Gene discovery indicates motor neurone diseases caused by abnormal lipid processing in cells

A new genetic discovery adds weight to a theory that motor neurone diseases are caused by abnormal lipid processing pathways inside brain cells.

Neurological physical examination of motor neurone diseases. Doctor neurologist checks the status of the patient's reflexes in office in hospital.

A new genetic discovery could support the theory that motor neurone degenerative diseases are caused by abnormal lipid processing pathways inside brain cells. This ground-breaking discovery, which was recently published in Brain, could help pave the way to new diagnostic approaches and treatments for this group of conditions.

Motor neurone degenerative diseases (MNDs) are a large family of neurological disorders. Currently, there are no treatments available to prevent onset or progression of the condition. MNDs are caused by changes in one of numerous different genes. Despite the number of genes known to cause MNDs, many patients remain without a much-needed genetic diagnosis.

The researchers from the University of Exeter, UK, have identified a new gene, TMEM63C, which causes a degenerative disease that affects the upper motor neurone cells in the nervous system.  Recently published in Brain, their latest discovery is important as the protein encoded by TMEM63C is in the region of the cell where the lipid processing pathways they identified operate. This further supports the hypothesis that MNDs are caused by abnormal processing of lipids including cholesterol.

MNDs affect the nerve cells that control voluntary muscle activity such as walking, speaking and swallowing. There are many different forms of MNDs which have different clinical features and severity. As the condition progresses, the motor neurone cells become damaged and may eventually die. This leads to the muscles, which rely on those nerve messages, gradually weakening and wasting away.

If confirmed, the theory could lead to scientists to use patient samples to predict the course and severity of the condition in an individual, and to monitor the effect of potential new drugs developed to treat these disorders.
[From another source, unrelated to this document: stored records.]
//! Split a sprite sheet into one PNG per animation tag
//!
//! The atlas is the JSON written by Aseprite's "Export Sprite Sheet". Frames
//! come either as an array or as an object keyed by frame name; for the
//! object form the key order of the file is the frame order.

use std::fs;
use std::path::{Path, PathBuf};

use image::{imageops, RgbaImage};
use serde::Deserialize;
use tracing::{debug, info, span, Level};

use crate::core::raster::{load_image, save_png, white_canvas};
use crate::core::{ArtboxError, Rect, Size};

/// Sheet atlas as exported by Aseprite; unknown fields are ignored
#[derive(Debug, Clone, Deserialize)]
pub struct Atlas {
    pub frames: Frames,
    #[serde(default)]
    pub meta: Meta,
}

#[derive(Debug, Clone, Deserialize)]
#[serde(untagged)]
pub enum Frames {
    List(Vec<FrameEntry>),
    Named(serde_json::Map<String, serde_json::Value>),
}

#[derive(Debug, Clone, Deserialize)]
pub struct FrameEntry {
    pub frame: FrameRect,
}

/// Frame rectangle in sheet pixels
#[derive(Debug, Clone, Copy, PartialEq, Eq, Deserialize)]
pub struct FrameRect {
    pub x: i64,
    pub y: i64,
    pub w: u32,
    pub h: u32,
}

impl From<FrameRect> for Rect {
    fn from(frame: FrameRect) -> Self {
        Rect::new(frame.x, frame.y, frame.w, frame.h)
    }
}

#[derive(Debug, Clone, Default, Deserialize)]
pub struct Meta {
    #[serde(rename = "frameTags", default)]
    pub frame_tags: Vec<FrameTag>,
}

/// Named animation starting at frame `from`
#[derive(Debug, Clone, Deserialize)]
pub struct FrameTag {
    pub name: String,
    pub from: usize,
}

impl Atlas {
    pub fn from_json(json: &str) -> Result<Self, ArtboxError> {
        Ok(serde_json::from_str(json)?)
    }

    pub fn from_path(path: &Path) -> Result<Self, ArtboxError> {
        Self::from_json(&fs::read_to_string(path)?)
    }

    /// Frames in file order
    pub fn frame_rects(&self) -> Result<Vec<Rect>, ArtboxError> {
        match &self.frames {
            Frames::List(entries) => Ok(entries.iter().map(|entry| entry.frame.into()).collect()),
            Frames::Named(entries) => entries
                .iter()
                .map(|(name, value)| {
                    serde_json::from_value::<FrameEntry>(value.clone())
                        .map(|entry| entry.frame.into())
                        .map_err(|err| ArtboxError::atlas(format!("frame '{}': {}", name, err)))
                })
                .collect(),
        }
    }
}

/// Options for [`split_sheet`]
#[derive(Debug, Clone)]
pub struct SheetOptions {
    /// Keep the sheet's alpha instead of flattening onto white
    pub transparent: bool,
    /// Output files are named `<prefix>-<tag>.png`
    pub prefix: String,
}

impl Default for SheetOptions {
    fn default() -> Self {
        Self {
            transparent: true,
            prefix: "gopher".to_string(),
        }
    }
}

/// Copy `area` out of `sheet`; pixels outside the sheet stay transparent
pub fn crop(sheet: &RgbaImage, area: Rect) -> RgbaImage {
    let mut target = RgbaImage::new(area.width, area.height);
    imageops::replace(&mut target, sheet, -area.x, -area.y);
    target
}

/// Write one PNG per frame tag of `atlas` into `out_dir`
pub fn split_sheet(
    sheet: &Path,
    atlas: &Path,
    out_dir: &Path,
    options: &SheetOptions,
) -> Result<Vec<PathBuf>, ArtboxError> {
    let sheet_span = span!(Level::INFO, "split_sheet", sheet = %sheet.display());
    let _enter = sheet_span.enter();

    let source = load_image(sheet)?.to_rgba8();
    let atlas = Atlas::from_path(atlas)?;
    let frames = atlas.frame_rects()?;
    debug!(
        frames = frames.len(),
        tags = atlas.meta.frame_tags.len(),
        "Loaded atlas"
    );

    let mut written = Vec::with_capacity(atlas.meta.frame_tags.len());
    for tag in &atlas.meta.frame_tags {
        let area = *frames.get(tag.from).ok_or_else(|| {
            ArtboxError::atlas(format!(
                "tag '{}' starts at frame {} but the atlas has {} frames",
                tag.name,
                tag.from,
                frames.len()
            ))
        })?;

        let mut frame = crop(&source, area);
        if !options.transparent {
            let mut canvas = white_canvas(Size::new(area.width, area.height));
            imageops::overlay(&mut canvas, &frame, 0, 0);
            frame = canvas;
        }

        let path = out_dir.join(format!("{}-{}.png", options.prefix, tag.name));
        save_png(&frame, &path)?;
        info!(path = %path.display(), "Wrote frame");
        written.push(path);
    }

    Ok(written)
}

#[cfg(test)]
mod tests {
    use super::*;
    use image::Rgba;

    const RED: Rgba<u8> = Rgba([255, 0, 0, 255]);

    #[test]
    fn test_frames_as_array() {
        let atlas = Atlas::from_json(
            r#"{"frames":[{"frame":{"x":0,"y":0,"w":4,"h":4},"duration":100}],"meta":{"frameTags":[{"name":"idle","from":0,"to":0}]}}"#,
        )
        .unwrap();
        assert_eq!(atlas.frame_rects().unwrap(), vec![Rect::new(0, 0, 4, 4)]);
        assert_eq!(atlas.meta.frame_tags[0].name, "idle");
    }

    #[test]
    fn test_named_frames_keep_file_order() {
        let atlas = Atlas::from_json(
            r#"{"frames":{"z.png":{"frame":{"x":8,"y":0,"w":2,"h":2}},"a.png":{"frame":{"x":0,"y":0,"w":2,"h":2}}},"meta":{}}"#,
        )
        .unwrap();
        let rects = atlas.frame_rects().unwrap();
        assert_eq!(rects[0].x, 8);
        assert_eq!(rects[1].x, 0);
    }

    #[test]
    fn test_crop_outside_sheet_is_transparent() {
        let sheet = RgbaImage::from_pixel(4, 4, RED);
        let frame = crop(&sheet, Rect::new(2, 2, 4, 4));
        assert_eq!(frame.get_pixel(0, 0), &RED);
        assert_eq!(frame.get_pixel(3, 3), &Rgba([0, 0, 0, 0]));
    }

    #[test]
    fn test_split_sheet_writes_each_tag() {
        let dir = tempfile::Builder::new().prefix("artbox").tempdir().unwrap();
        let sheet_path = dir.path().join("sheet.png");
        let mut sheet = RgbaImage::new(8, 4);
        for x in 0..4 {
            for y in 0..4 {
                sheet.put_pixel(x, y, RED);
            }
        }
        save_png(&sheet, &sheet_path).unwrap();

        let atlas_path = dir.path().join("sheet.json");
        fs::write(
            &atlas_path,
            r#"{"frames":[{"frame":{"x":0,"y":0,"w":4,"h":4}},{"frame":{"x":4,"y":0,"w":4,"h":4}}],
               "meta":{"frameTags":[{"name":"walk","from":0},{"name":"blank","from":1}]}}"#,
        )
        .unwrap();

        let options = SheetOptions {
            transparent: false,
            prefix: "hero".to_string(),
        };
        let out = dir.path().join("out");
        let written = split_sheet(&sheet_path, &atlas_path, &out, &options).unwrap();
        assert_eq!(written, vec![out.join("hero-walk.png"), out.join("hero-blank.png")]);

        let blank = load_image(&out.join("hero-blank.png")).unwrap().to_rgba8();
        assert_eq!(blank.get_pixel(1, 1), &Rgba([255, 255, 255, 255]));
    }

    #[test]
    fn test_tag_past_last_frame_is_an_atlas_error() {
        let dir = tempfile::Builder::new().prefix("artbox").tempdir().unwrap();
        let sheet_path = dir.path().join("sheet.png");
        save_png(&RgbaImage::new(2, 2), &sheet_path).unwrap();
        let atlas_path = dir.path().join("sheet.json");
        fs::write(
            &atlas_path,
            r#"{"frames":[],"meta":{"frameTags":[{"name":"run","from":3}]}}"#,
        )
        .unwrap();

        let err = split_sheet(&sheet_path, &atlas_path, dir.path(), &SheetOptions::default())
            .unwrap_err();
        assert!(matches!(err, ArtboxError::Atlas { .. }));
    }
}
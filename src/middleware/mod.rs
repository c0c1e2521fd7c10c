// SPDX-License-Identifier: MIT
// Copyright 2026 Roland Dreier <roland@rolandd.dev>

//! Middleware modules (authentication, security, etc.).

pub mod auth;
pub mod security;

pub use auth::{require_identity, resolve_identity};
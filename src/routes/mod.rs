// SPDX-License-Identifier: MIT
// Copyright 2026 Roland Dreier <roland@rolandd.dev>

//! HTTP route handlers.

pub mod auth;
pub mod runs;

use crate::middleware::auth::{require_identity, resolve_identity};
use crate::AppState;
use axum::{middleware, routing::get, Json, Router};
use serde::Serialize;
use std::sync::Arc;
use tower_http::trace::{DefaultMakeSpan, DefaultOnResponse, TraceLayer};
use tracing::Level;

#[derive(Serialize)]
pub struct HealthResponse {
    pub status: String,
    pub build_id: String,
}

/// Health check response
async fn health_check() -> Json<HealthResponse> {
    let build_id = option_env!("BUILD_ID").unwrap_or("unknown").to_string();
    Json(HealthResponse {
        status: "ok".to_string(),
        build_id,
    })
}

/// Build the complete router with all routes.
pub fn create_router(state: Arc<AppState>) -> Router {
    // Public routes (anonymous callers allowed)
    let mut public_routes = Router::new()
        .route("/health", get(health_check))
        .merge(runs::public_routes());

    // The sign-in form exists only in development mode
    if state.identity.dev_login_enabled() {
        public_routes = public_routes.merge(auth::routes());
    }

    // Mutations need a signed-in user
    let protected_routes =
        runs::protected_routes().route_layer(middleware::from_fn(require_identity));

    Router::new()
        .merge(public_routes)
        .merge(protected_routes)
        .layer(middleware::from_fn_with_state(state.clone(), resolve_identity))
        .layer(middleware::from_fn(
            crate::middleware::security::add_security_headers,
        ))
        .layer(
            TraceLayer::new_for_http()
                .make_span_with(DefaultMakeSpan::new().level(Level::INFO))
                .on_response(DefaultOnResponse::new().level(Level::INFO)),
        )
        .with_state(state)
}
//! Database layer.
//!
//! [`Datastore`] is what the rest of the app talks to. It forwards every call
//! to either Firestore or an in-memory backend chosen at startup.

pub mod firestore;
pub mod memory;

pub use self::firestore::FirestoreStore;
pub use memory::MemoryStore;

use crate::config::{Config, DatastoreBackend};
use crate::error::AppError;
use crate::models::{Run, Runner};
use std::sync::Arc;

/// Collection names as constants.
pub mod collections {
    pub const RUNNERS: &str = "runners";
    pub const RUNS: &str = "runs";
}

#[derive(Clone)]
enum Backend {
    Firestore(FirestoreStore),
    Memory(Arc<MemoryStore>),
}

/// Persistent store for runners and runs.
#[derive(Clone)]
pub struct Datastore {
    backend: Backend,
}

impl Datastore {
    /// Connect to the backend named in the config.
    pub async fn connect(config: &Config) -> Result<Self, AppError> {
        match config.datastore {
            DatastoreBackend::Firestore => {
                Ok(Self::from(FirestoreStore::new(&config.gcp_project_id).await?))
            }
            DatastoreBackend::Memory => {
                tracing::warn!("Using in-memory datastore; data is lost on restart");
                Ok(Self::in_memory())
            }
        }
    }

    /// Empty in-memory datastore.
    pub fn in_memory() -> Self {
        Self {
            backend: Backend::Memory(Arc::new(MemoryStore::default())),
        }
    }

    // ─── Runner Operations ───────────────────────────────────────

    /// Get a runner by ID.
    pub async fn get_runner(&self, runner_id: &str) -> Result<Option<Runner>, AppError> {
        match &self.backend {
            Backend::Firestore(store) => store.get_runner(runner_id).await,
            Backend::Memory(store) => Ok(store.get_runner(runner_id)),
        }
    }

    /// All runners whose `user` field matches.
    pub async fn find_runners_by_user(&self, user: &str) -> Result<Vec<Runner>, AppError> {
        match &self.backend {
            Backend::Firestore(store) => store.find_runners_by_user(user).await,
            Backend::Memory(store) => Ok(store.find_runners_by_user(user)),
        }
    }

    /// Create or overwrite a runner.
    pub async fn put_runner(&self, runner: &Runner) -> Result<(), AppError> {
        match &self.backend {
            Backend::Firestore(store) => store.put_runner(runner).await,
            Backend::Memory(store) => {
                store.put_runner(runner);
                Ok(())
            }
        }
    }

    // ─── Run Operations ──────────────────────────────────────────

    /// Get a run by its key.
    pub async fn get_run(&self, run_id: &str) -> Result<Option<Run>, AppError> {
        match &self.backend {
            Backend::Firestore(store) => store.get_run(run_id).await,
            Backend::Memory(store) => Ok(store.get_run(run_id)),
        }
    }

    /// All runs owned by a runner, oldest first.
    pub async fn list_runs_for_runner(&self, runner_id: &str) -> Result<Vec<Run>, AppError> {
        let mut runs = match &self.backend {
            Backend::Firestore(store) => store.list_runs_for_runner(runner_id).await?,
            Backend::Memory(store) => store.list_runs_for_runner(runner_id),
        };
        runs.sort_by(|a, b| a.date.cmp(&b.date).then_with(|| a.id.cmp(&b.id)));
        Ok(runs)
    }

    /// Store a run.
    pub async fn put_run(&self, run: &Run) -> Result<(), AppError> {
        match &self.backend {
            Backend::Firestore(store) => store.put_run(run).await,
            Backend::Memory(store) => {
                store.put_run(run);
                Ok(())
            }
        }
    }

    /// Delete a run by its key.
    pub async fn delete_run(&self, run_id: &str) -> Result<(), AppError> {
        match &self.backend {
            Backend::Firestore(store) => store.delete_run(run_id).await,
            Backend::Memory(store) => {
                store.delete_run(run_id);
                Ok(())
            }
        }
    }
}

impl From<FirestoreStore> for Datastore {
    fn from(store: FirestoreStore) -> Self {
        Self {
            backend: Backend::Firestore(store),
        }
    }
}
// SPDX-License-Identifier: MIT
// Copyright 2026 Roland Dreier <roland@rolandd.dev>

//! Shared helpers for date/time formatting.

use chrono::{DateTime, SecondsFormat, Utc};

/// Format a UTC timestamp as RFC3339 using a `Z` suffix.
pub fn format_utc_rfc3339(date: DateTime<Utc>) -> String {
    date.to_rfc3339_opts(SecondsFormat::Secs, true)
}

/// Short human-readable form used in the run list, e.g. `2026-01-15 07:30 UTC`.
pub fn format_run_date(date: DateTime<Utc>) -> String {
    date.format("%Y-%m-%d %H:%M UTC").to_string()
}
In the latest research, the team used cutting-edge genetic sequencing techniques to investigate the genome of three families with individuals affected by hereditary spastic paraplegia – a large group of MNDs in which the motor neurons in the upper part of the spinal cord miscommunicate with muscle fibres, leading to symptoms including muscle stiffness, weakness and wasting. These investigations showed that changes in the TMEM63C gene were the cause of the disease. In collaboration with Medical Research Council Mitochondrial Biology Unit at the University of Cambridge, UK the team also undertook studies to learn more about the functional relevance of the TMEM63C protein inside the cell.

Using state-of-the-art microscopy methods, the Cambridge team’s work showed that a subset of TMEM63C is localised at the interface between two critical cellular organelles, the endoplasmic reticulum and the mitochondria, a region of the cell required for lipid metabolism homeostasis and proposed by the University of Exeter team to be important for the development of MNDs. In addition to this specific localisation, the researchers uncovered that TMEM63C controls the morphology of both the endoplasmic reticulum and mitochondria, which may reflect its role in the regulation of the functions of these organelles, including lipid metabolism homeostasis.

“Understanding precisely how lipid processing is altered in motor neurone degenerative diseases is essential to be able to develop more effective diagnostic tools and treatments for a large group of diseases that have a huge impact on people’s lives. Finding this gene is another important step towards these important goals,” concluded Dr Emma Baple.